Collected data
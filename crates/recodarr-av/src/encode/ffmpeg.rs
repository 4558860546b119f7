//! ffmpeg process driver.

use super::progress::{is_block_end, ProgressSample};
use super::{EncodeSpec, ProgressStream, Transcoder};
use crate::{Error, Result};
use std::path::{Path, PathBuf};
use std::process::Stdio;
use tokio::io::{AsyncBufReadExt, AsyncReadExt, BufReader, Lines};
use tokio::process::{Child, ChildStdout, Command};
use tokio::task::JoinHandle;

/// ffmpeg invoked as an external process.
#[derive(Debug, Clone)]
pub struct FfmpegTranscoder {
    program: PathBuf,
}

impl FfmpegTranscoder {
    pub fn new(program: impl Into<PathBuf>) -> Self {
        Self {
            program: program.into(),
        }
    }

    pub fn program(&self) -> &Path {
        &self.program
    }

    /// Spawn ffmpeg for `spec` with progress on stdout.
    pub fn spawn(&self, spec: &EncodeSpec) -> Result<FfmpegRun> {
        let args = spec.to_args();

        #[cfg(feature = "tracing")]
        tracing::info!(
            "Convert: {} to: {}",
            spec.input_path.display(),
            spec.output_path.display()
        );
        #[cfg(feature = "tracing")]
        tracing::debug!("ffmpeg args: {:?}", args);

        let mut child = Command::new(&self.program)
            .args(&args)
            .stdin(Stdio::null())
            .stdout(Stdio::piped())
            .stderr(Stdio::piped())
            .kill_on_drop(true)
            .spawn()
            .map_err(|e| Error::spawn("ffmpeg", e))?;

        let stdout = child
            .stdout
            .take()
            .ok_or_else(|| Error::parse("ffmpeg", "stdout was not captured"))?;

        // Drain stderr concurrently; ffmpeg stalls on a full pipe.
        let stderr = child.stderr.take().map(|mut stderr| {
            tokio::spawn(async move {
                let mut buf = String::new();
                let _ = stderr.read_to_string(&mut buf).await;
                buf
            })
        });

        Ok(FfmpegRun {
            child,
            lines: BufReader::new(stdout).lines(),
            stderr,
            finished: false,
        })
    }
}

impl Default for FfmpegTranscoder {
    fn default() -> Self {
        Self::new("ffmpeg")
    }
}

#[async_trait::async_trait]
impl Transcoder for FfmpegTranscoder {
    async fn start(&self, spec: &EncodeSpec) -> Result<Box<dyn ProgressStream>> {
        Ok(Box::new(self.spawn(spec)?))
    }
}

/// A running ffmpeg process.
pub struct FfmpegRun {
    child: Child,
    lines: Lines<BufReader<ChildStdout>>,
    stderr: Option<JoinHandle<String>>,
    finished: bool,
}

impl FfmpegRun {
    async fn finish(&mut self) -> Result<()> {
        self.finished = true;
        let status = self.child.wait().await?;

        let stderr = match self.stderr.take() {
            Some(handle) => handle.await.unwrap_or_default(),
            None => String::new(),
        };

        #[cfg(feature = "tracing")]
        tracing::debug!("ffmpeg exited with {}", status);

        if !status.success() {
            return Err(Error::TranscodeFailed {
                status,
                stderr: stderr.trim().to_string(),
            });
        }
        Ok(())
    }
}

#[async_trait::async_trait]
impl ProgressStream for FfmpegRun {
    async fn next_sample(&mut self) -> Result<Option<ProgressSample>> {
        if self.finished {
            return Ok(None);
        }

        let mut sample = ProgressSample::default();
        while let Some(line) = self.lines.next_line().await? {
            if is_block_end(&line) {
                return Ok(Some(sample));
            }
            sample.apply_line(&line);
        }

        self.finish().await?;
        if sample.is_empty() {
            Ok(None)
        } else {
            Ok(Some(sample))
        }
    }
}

### Task prompt
Return a faithful copy of all the records above.

### Exercise output
filename crates/recodarr-av/src/encode/ffmpeg.rs
repository 4558860546b119f7
//! ffmpeg process driver.

use super::progress::{is_block_end, ProgressSample};
use super::{EncodeSpec, ProgressStream, Transcoder};
use crate::{Error, Result};
use std::path::{Path, PathBuf};
use std::process::Stdio;
use tokio::io::{AsyncBufReadExt, AsyncReadExt, BufReader, Lines};
use tokio::process::{Child, ChildStdout, Command};
use tokio::task::JoinHandle;

/// ffmpeg invoked as an external process.
#[derive(Debug, Clone)]
pub struct FfmpegTranscoder {
    program: PathBuf,
}

impl FfmpegTranscoder {
    pub fn new(program: impl Into<PathBuf>) -> Self {
        Self {
            program: program.into(),
        }
    }

    pub fn program(&self) -> &Path {
        &self.program
    }

    /// Spawn ffmpeg for `spec` with progress on stdout.
    pub fn spawn(&self, spec: &EncodeSpec) -> Result<FfmpegRun> {
        let args = spec.to_args();

        #[cfg(feature = "tracing")]
        tracing::info!(
            "Convert: {} to: {}",
            spec.input_path.display(),
            spec.output_path.display()
        );
        #[cfg(feature = "tracing")]
        tracing::debug!("ffmpeg args: {:?}", args);

        let mut child = Command::new(&self.program)
            .args(&args)
            .stdin(Stdio::null())
            .stdout(Stdio::piped())
            .stderr(Stdio::piped())
            .kill_on_drop(true)
            .spawn()
            .map_err(|e| Error::spawn("ffmpeg", e))?;

        let stdout = child
            .stdout
            .take()
            .ok_or_else(|| Error::parse("ffmpeg", "stdout was not captured"))?;

        // Drain stderr concurrently; ffmpeg stalls on a full pipe.
        let stderr = child.stderr.take().map(|mut stderr| {
            tokio::spawn(async move {
                let mut buf = String::new();
                let _ = stderr.read_to_string(&mut buf).await;
                buf
            })
        });

        Ok(FfmpegRun {
            child,
            lines: BufReader::new(stdout).lines(),
            stderr,
            finished: false,
        })
    }
}

impl Default for FfmpegTranscoder {
    fn default() -> Self {
        Self::new("ffmpeg")
    }
}

#[async_trait::async_trait]
impl Transcoder for FfmpegTranscoder {
    async fn start(&self, spec: &EncodeSpec) -> Result<Box<dyn ProgressStream>> {
        Ok(Box::new(self.spawn(spec)?))
    }
}

/// A running ffmpeg process.
pub struct FfmpegRun {
    child: Child,
    lines: Lines<BufReader<ChildStdout>>,
    stderr: Option<JoinHandle<String>>,
    finished: bool,
}

impl FfmpegRun {
    async fn finish(&mut self) -> Result<()> {
        self.finished = true;
        let status = self.child.wait().await?;

        let stderr = match self.stderr.take() {
            Some(handle) => handle.await.unwrap_or_default(),
            None => String::new(),
        };

        #[cfg(feature = "tracing")]
        tracing::debug!("ffmpeg exited with {}", status);

        if !status.success() {
            return Err(Error::TranscodeFailed {
                status,
                stderr: stderr.trim().to_string(),
            });
        }
        Ok(())
    }
}

#[async_trait::async_trait]
impl ProgressStream for FfmpegRun {
    async fn next_sample(&mut self) -> Result<Option<ProgressSample>> {
        if self.finished {
            return Ok(None);
        }

        let mut sample = ProgressSample::default();
        while let Some(line) = self.lines.next_line().await? {
            if is_block_end(&line) {
                return Ok(Some(sample));
            }
            sample.apply_line(&line);
        }

        self.finish().await?;
        if sample.is_empty() {
            Ok(None)
        } else {
            Ok(Some(sample))
        }
    }
}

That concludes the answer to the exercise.